Sign up and download Crystl from crystl.dev/login. It’s free — no trial timer.

Once it’s running, create your first gem. A gem is Crystl’s unit of project organization. Point it at your project directory, give it a name, and you’ve got a dedicated workspace for that project.

Each gem lives in the Crystal Rail, the navigation bar on the side of your screen. You’ll see it immediately — one click to switch between projects instead of hunting through tabs. Learn more about gems and the Crystal Rail.

Start with your most active project. You can add the rest later.

Step 3: Set up your shards

Within your gem, create shards — terminal sessions tied to that project. The naming matters here. Instead of “Tab 4” and “Tab 7,” you can name shards by what they do:

  • “Feature work”
  • “Tests”
  • “Bug investigation”
  • “Refactor”

Each shard starts in your gem’s project directory automatically. No more cd-ing to the right folder and hoping you’re in the right place.

If you want two Claude agents working on the same codebase simultaneously, create isolated shards. These use git worktrees behind the scenes, so each agent gets its own branch and working directory. No conflicts, no overwrites. See isolated sessions for the full explanation.

Step 4: Configure per-project settings

This is where the migration starts paying dividends immediately.

API keys. If you use different API keys for different contexts — personal projects vs. work, or different client accounts — you can assign keys per gem. No more worrying about which key is active. Set it once, and every shard in that gem uses the right key. API key management docs.

MCP servers. If your projects use different MCP server configurations, set those per gem too. A web project might use a browser automation MCP server, while a data project uses a database connector. Each gem carries its own config. MCP server docs.

Approval modes. Some projects you trust Claude to run freely. Others — especially client work — you want to approve every file write. Set the approval mode per gem based on how much autonomy makes sense for that project.

Step 5: Let conversation history do its job

One thing that changes without you doing anything: every conversation is now preserved automatically.

In your old setup, closing a terminal tab meant losing everything. In Crystl, every shard’s conversation history persists. Close a shard, reboot, come back three days later — the full conversation is there, structured and scrollable. Not raw terminal output, but the actual back-and-forth with code blocks and tool calls rendered properly.

This changes how you work in subtle but important ways. You start treating sessions as reference material. “What approach did Claude suggest for the auth refactor?” Open the shard, scroll back, find it.

Read more about conversation history.

Step 6: Set up notifications and stop babysitting

In a standard terminal, you find out a Claude session needs attention by staring at it. If you’ve got multiple sessions running, you’re cycling through tabs checking for pending approval prompts.

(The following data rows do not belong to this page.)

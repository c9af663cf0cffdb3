//! The job-pipeline orchestrator: a single-consumer loop over the durable
//! jobs queue, the per-chapter stage handlers, the cross-stage cascade
//! rules, and the delete-equals-cancel protocol.

mod context;
mod handlers;
mod orchestrator;

pub use context::PipelineContext;
pub use orchestrator::Orchestrator;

Crystl sends macOS notifications when a shard needs you — pending approvals, completed tasks, errors. You can focus on other work and respond only when needed. This is especially valuable if you’re running isolated shards in parallel.

What your workflow looks like after migration

The before and after:

Before: Open terminal. cd to project. Start Claude. Work. Open another tab. cd to a different project. Forget which tab is which. Accidentally close one. Lose the conversation. Re-explain context to Claude. Get frustrated.

After: Open Crystl. Click a gem. See all your shards, their status, and their history. Spin up a new shard if you need one. Get notified when any session needs attention. Switch between projects in one click. Never lose a conversation.

The tooling change takes ten minutes. The workflow improvement is permanent.

Do you need the paid license?

No. Crystl is free and fully functional. The optional license unlocks some convenience features, but the core workflow described above — gems, shards, conversation history, notifications, per-project configuration — is available on the free plan.

If you decide later that you want more shards or additional features, you can learn about licensing then. No pressure, no trial expiration.

Get started at crystl.dev/login.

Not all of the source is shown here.